Quite a mouthful.  You know what they say about people who talk with their mouths full?

Two words - Nuremberg Laws, numb nuts.

Nuremberg Laws and Roe v. Wade. Hitler murdered Jews and Planned Parenthood murders babies.  See, nothing on my teeth and gums.

Words matter and people mean what they say, even if they use Yeats.

Neil went through a Dante period that was equally shallow in 2008-'09. During his Inferno Days,  Neil had lunch at Kens on Western Ave. around the time when Mr.

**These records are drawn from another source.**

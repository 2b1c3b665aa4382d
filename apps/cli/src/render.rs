use std::fmt::Write;

use chrono::NaiveDate;
use roll_app::{
    DashboardObserver, DashboardSnapshot, EMPTY_TABLE_MESSAGE, TableRow, format_counter,
    format_header_date, table_footer,
};
use roll_core::{PeriodReport, ReportSet, ReportTab, SupplierTotal};

const BAR_WIDTH: u64 = 40;
const CHART_TITLE: &str = "Analisa Penggunaan";

pub fn render_header(today: NaiveDate) -> String {
    format!(
        "PT Santos Jaya Abadi\nRoll Usage Monitor\n{}\n",
        format_header_date(today)
    )
}

pub fn render_welcome() -> String {
    "Selamat Datang\n\
Aplikasi Monitoring Penggunaan Roll PT Santos Jaya Abadi. Silakan catat dan pantau penggunaan roll produksi Anda.\n"
        .to_string()
}

/// The chart card for one tab. Nothing is drawn without data.
pub fn render_tab(reports: &ReportSet, tab: ReportTab) -> String {
    if reports.is_empty() {
        return String::new();
    }
    let mut out = format!("{} - {}\n", CHART_TITLE, tab.title());
    let body = match tab.period() {
        None => render_suppliers(&reports.by_supplier),
        Some(period) => render_period(reports.period(period)),
    };
    out.push_str(&body);
    out
}

pub fn render_suppliers(totals: &[SupplierTotal]) -> String {
    let max = totals.iter().map(|item| item.total).max().unwrap_or(0);
    let name_width = totals.iter().map(|item| item.name.chars().count()).max().unwrap_or(0);
    let mut out = String::new();
    for item in totals {
        let _ = writeln!(
            out,
            "{:<name_width$}  {:<bar$}  {} {}",
            item.name,
            bar(item.total, max),
            format_counter(item.total),
            item.color,
            bar = BAR_WIDTH as usize,
        );
    }
    out
}

/// One line per bucket, then one indented line per supplier present in it,
/// in the report's supplier order.
pub fn render_period(report: &PeriodReport) -> String {
    let max = report
        .buckets
        .iter()
        .map(|bucket| bucket.total())
        .max()
        .unwrap_or(0);
    let mut out = String::new();
    for bucket in &report.buckets {
        let total = bucket.total();
        let _ = writeln!(
            out,
            "{:<8}  {:<bar$}  {}",
            bucket.label,
            bar(total, max),
            format_counter(total),
            bar = BAR_WIDTH as usize,
        );
        for supplier in &report.suppliers {
            let value = bucket.get(supplier);
            if value == 0 {
                continue;
            }
            let color = report.colors.get(supplier).map(String::as_str).unwrap_or("");
            let _ = writeln!(out, "  {} {} {}", supplier, format_counter(value), color);
        }
    }
    out
}

pub fn render_table(rows: &[TableRow], total: usize) -> String {
    if rows.is_empty() {
        return format!("{}\n", EMPTY_TABLE_MESSAGE);
    }
    let headers = ["ID", "Lot", "Supplier", "Mesin", "Counter", "Waktu"];
    let cells: Vec<[&str; 6]> = rows
        .iter()
        .map(|row| {
            [
                row.id.as_str(),
                row.lot.as_str(),
                row.supplier.as_str(),
                row.machine.as_str(),
                row.counter.as_str(),
                row.start_time.as_str(),
            ]
        })
        .collect();
    let mut widths = headers.map(|header| header.chars().count());
    for row in &cells {
        for (width, cell) in widths.iter_mut().zip(row.iter()) {
            *width = (*width).max(cell.chars().count());
        }
    }

    let mut out = String::new();
    push_row(&mut out, &headers, &widths);
    for row in &cells {
        push_row(&mut out, row, &widths);
    }
    let _ = writeln!(out, "{}", table_footer(rows.len(), total));
    out
}

fn push_row(out: &mut String, cells: &[&str; 6], widths: &[usize; 6]) {
    let line: Vec<String> = cells
        .iter()
        .zip(widths.iter())
        .map(|(cell, width)| format!("{:<width$}", cell, width = *width))
        .collect();
    let _ = writeln!(out, "{}", line.join("  ").trim_end());
}

fn bar(value: u64, max: u64) -> String {
    if max == 0 {
        return String::new();
    }
    let len = ((value as u128 * BAR_WIDTH as u128) / max as u128).max(1) as usize;
    "#".repeat(len)
}

/// Redraws the active chart after every dashboard change.
pub struct ChartPrinter;

impl DashboardObserver for ChartPrinter {
    fn on_change(&mut self, snapshot: &DashboardSnapshot<'_>) {
        print!("{}", render_tab(snapshot.reports, snapshot.active_tab));
    }
}
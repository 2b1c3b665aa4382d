use std::path::PathBuf;

use crate::{AppError, Result};

const DB_FILE_NAME: &str = "roll-usage.sqlite";

#[derive(Clone, Debug)]
pub struct AppPaths {
    pub app_data_dir: PathBuf,
    pub db_path: PathBuf,
}

impl AppPaths {
    pub fn new(app_data_dir: PathBuf) -> Self {
        let db_path = app_data_dir.join(DB_FILE_NAME);
        Self {
            app_data_dir,
            db_path,
        }
    }
}

pub fn ensure_app_data_dir(paths: &AppPaths) -> Result<()> {
    std::fs::create_dir_all(&paths.app_data_dir).map_err(|err| {
        AppError::Message(format!(
            "create data dir {}: {}",
            paths.app_data_dir.display(),
            err
        ))
    })
}
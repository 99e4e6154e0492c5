//! Speed limit check.

use crate::numeric::{parse_optional, Numeric};

/// Whether the reported speed is strictly above the configured maximum.
///
/// Returns `false` if either value is absent or malformed: a noisy reading
/// never produces a speed alert.
pub fn exceeds_limit(speed_kmh: Option<&Numeric>, max_speed_kmh: Option<&Numeric>) -> bool {
    match (parse_optional(speed_kmh), parse_optional(max_speed_kmh)) {
        (Some(speed), Some(max)) => speed > max,
        _ => false,
    }
}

Steinberg's conduct brought public humiliation on him and his tenure as an employee, much less a columnist was doubtful.  Blood under the bridge.  No one forgets a kindness like a guy who believes that he is Emile Zola.   I took Neil Steinberg to Jackie Casto's Ken's on Western Ave. for lunch, where the talented word-sculptor chatted with a thick number of folks who live here, including cops, fireman, school teachers. the Mayor of Evergreen Park, two writers from Beverly Review and a number of Leo Alums who had attended the Veterans Observance.

Generally, when one breaks bread with another person some kind of bond of mutual grace and respect surfaces - not so with too many columnists.  A few months later, Neil smeared the people he lunched with to make a snotty crack about the stupid people who did not vote for and worship Obama in 2009.

Hell, I didn't vote for Obama in 2008, or 2012, because I firmly the believe the man has limited mental capacities - he has yet to disappoint me as our first Ted Baxter President.

I say, "Good Morning,: because I mean that I hope everyone including Neil Steinberg has a very good morning.

Neil Steinberg is a semiotic totalitarian - he and his circle know what meaning is and they will tell us.  He gets caught up in all of that clever Jacques Derrida deconstructionism that journalists employ to white-out events, words, deeds and meanings. Poetry works for semiotic totalitarians.  Me and the neighbors tend to be prosaic.

When I say " Get the @#$% off my porch,"  I don't mean come on in and set a spell.